Mediterránea, moderna, ruidosa, sucia y todavía cargada de leyenda. Alejandría es una ciudad nostálgica del pasado en cuyas calles se libra desde hace meses una lucha sin cuartel para conservar los últimos vestigios de los mitos que la han hecho famosa.
A golpe de excavadora y hormigonera, los constructores han aprovechado el colapso de las instituciones tras la Revolución del 25 de enero de 2011 para derribar villas centenarias y construir rascacielos de hormigón. Aquí y allá van desapareciendo los caserones de inspiración europea que reflejaban la mezcla de culturas y religiones que siempre caracterizaron Alejandría.
La Corniche, el paseo que recorre la costa a lo largo de toda la ciudad, ya no es un bonito frente marítimo con edificios señoriales de estilo italiano y francés, sino una línea uniforme de viviendas rectilíneas donde todavía sobreviven algunas joyas del pasado.
El hotel Cecil es uno de los pocos supervivientes a la fiebre inmobiliaria que ha tomado la ciudad en los últimos meses. Construido por una familia judía egipcia de origen francés, los Metzger, el aura de leyenda protege este hotel de lujo donde se alojaron personajes como el primer ministro británico Winston Churchill, el boxeador Mohamed Ali (Classius Clay) o el mafioso Al Capone.
El bar del Cecil lleva el nombre del general Bernard Montgomery, que ocupó el hotel junto con los servicios secretos británicos durante buena parte de la Segunda Guerra Mundial. El barman, un nubio discreto ataviado con chaleco negro y pajarita, monta guardia tras la barra de madera de caoba y frente a las estanterías de cristal repletas de botellas de espirituosos. A sus más de sesenta años, todavía recuerda con precisión los cócteles favoritos de los últimos presidentes egipcios, aunque guarda el secreto celosamente.
El escritor británico Lawrence Durrell (1912-1990) situó buena parte de la acción de su obra más célebre, El cuarteto de Alejandría, en los lujosos salones del Cecil. Si bien en ocasiones Durrell describió Alejandría como un “un puerto de mar cochambroso construido sobre un arenal, un estanque de agua moribunda y sin espíritu”, el ambiente bullicioso y cosmopolita de la ciudad a principios del siglo XX impregna las páginas de su tetralogía.
El lujo, el misterio, las aventuras trepidantes y el amor apasionado de Durrell se conservan todavía en los pasillos enmoquetados del Cecil. Pero es necesario adentrarse en el laberinto de calles estrechas de la Alejandría antigua para respirar el ahogo, la amargura y la fuerza que rezuman los poemas de Constantino Cavafis (1863-1933). El piso donde vivió mientras trabajaba como funcionario del Ministerio egipcio de Obras Públicas está abierto al público y conserva ejemplares polvorientos de sus poemas más famosos en todos los idiomas.

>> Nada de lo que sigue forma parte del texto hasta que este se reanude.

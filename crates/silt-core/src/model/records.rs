//! Row types stored in (or read back from) the derived-state tables.
//!
//! Primary documents are owned elsewhere; everything here is secondary
//! state keyed by externally-issued string ids. Timestamps are integer
//! microseconds since the Unix epoch (`*_us`), matching the store's
//! column convention.

use serde::{Deserialize, Serialize};

use crate::model::kind::{EntityKind, ReferenceKind};

/// The three projections of a rich document's content that travel with a
/// mutation event: the editor's structured form, rendered HTML, and a
/// plaintext flattening for search-adjacent consumers.
#[derive(Debug, Clone, PartialEq, Eq, Serialize, Deserialize)]
pub struct Snapshot {
    pub structured: serde_json::Value,
    pub html: String,
    pub text: String,
}

impl Snapshot {
    /// The projection compared for the redelivery idempotency guard: two
    /// snapshots are "the same edit" iff their rendered HTML is equal.
    #[must_use]
    pub fn rendered(&self) -> &str {
        &self.html
    }
}

/// One retained version of a document's content.
///
/// At most `retention_limit` live rows exist per `document_id`; eviction
/// is oldest-first, one row at a time.
#[derive(Debug, Clone, PartialEq, Eq, Serialize)]
pub struct VersionRecord {
    pub id: i64,
    pub document_id: String,
    pub content: Snapshot,
    pub saved_by: String,
    pub saved_at_us: i64,
    pub created_at_us: i64,
}

/// One extracted cross-reference embedded in a document's rich content.
///
/// The live set for `(document_id, reference_kind)` mirrors exactly what
/// the extractor currently finds in the document.
#[derive(Debug, Clone, PartialEq, Eq, Serialize)]
pub struct ReferenceLink {
    pub id: i64,
    pub source_document_id: String,
    pub reference_kind: ReferenceKind,
    pub reference_id: String,
    pub target_entity_id: String,
    pub target_kind: EntityKind,
    pub created_at_us: i64,
}

/// One entry in a user's capped recently-visited index.
#[derive(Debug, Clone, PartialEq, Eq, Serialize)]
pub struct RecencyEntry {
    pub id: i64,
    pub user_id: String,
    pub scope_id: String,
    pub entity_kind: EntityKind,
    pub entity_id: String,
    pub visited_at_us: i64,
    pub created_at_us: i64,
}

“No encontrarás un nuevo país, no encontrarás otra costa / esta ciudad te perseguirá siempre”, escribía un torturado Cavafis, quizás desde su pupitre en la habitación de luz grisácea donde antaño llegaban los gritos de los burdeles próximos.
Alejandría perdió buena parte de su espíritu cosmopolita tras la revolución de 1952. Bajo el mandato del presidente Gamal Abdel Nasser, judíos, franceses, ingleses, turcos e incluso griegos se vieron obligados a abandonar un país que habían habitado durante generaciones.
Las calles y los edificios de la ciudad son los últimos testigos vivientes de una Alejandría multicultural, libertina y sensual que inspiró a artistas, poetas y pintores. Antiguos restaurantes estilo art decó, villas ajardinadas de estilo napolitano y clubes sociales para los griegos o turcos fueron el escenario de toda clase de intrigas políticas en la ciudad donde Montgomery urdió la ofensiva contra el mariscal de campo Erwin Rommel y su Afrika Korps para recuperar el control sobre el norte del continente africano en la Segunda Guerra Mundial.
Pero hoy, la lucha que se lleva a cabo en las calles de Alejandría es de distinta naturaleza. Basta con pasear por las avenidas soleadas de la ciudad mediterránea para comprobar cómo centenares de obreros ajetreados derriban las antiguas villas para construir edificios de más de diez plantas.
Decenas de camionetas de fabricación china transportan los cascotes de las obras recorren las callejuelas de la metrópolis a toda velocidad e incluso los viernes, día de descanso y oración para los musulmanes, resuenan por todas partes los pitidos insistentes de estos vehículos.
La Revolución del 25 de enero convulsionó un Egipto anquilosado por tres décadas de dictadura de Hosni Mubarak. “Pan, libertad y justicia social”, gritaban entonces centenares de miles de ciudadanos que salieron a manifestarse por las calles de todo el país. La corrupción rampante y la represión que atenazaba a los egipcios fueron dos de las razones que pusieron en boca de los revolucionarios el grito ya famoso de “¡iaskut, iaskut Hosni Mubarak!” (que caiga, que caiga Hosni Mubarak).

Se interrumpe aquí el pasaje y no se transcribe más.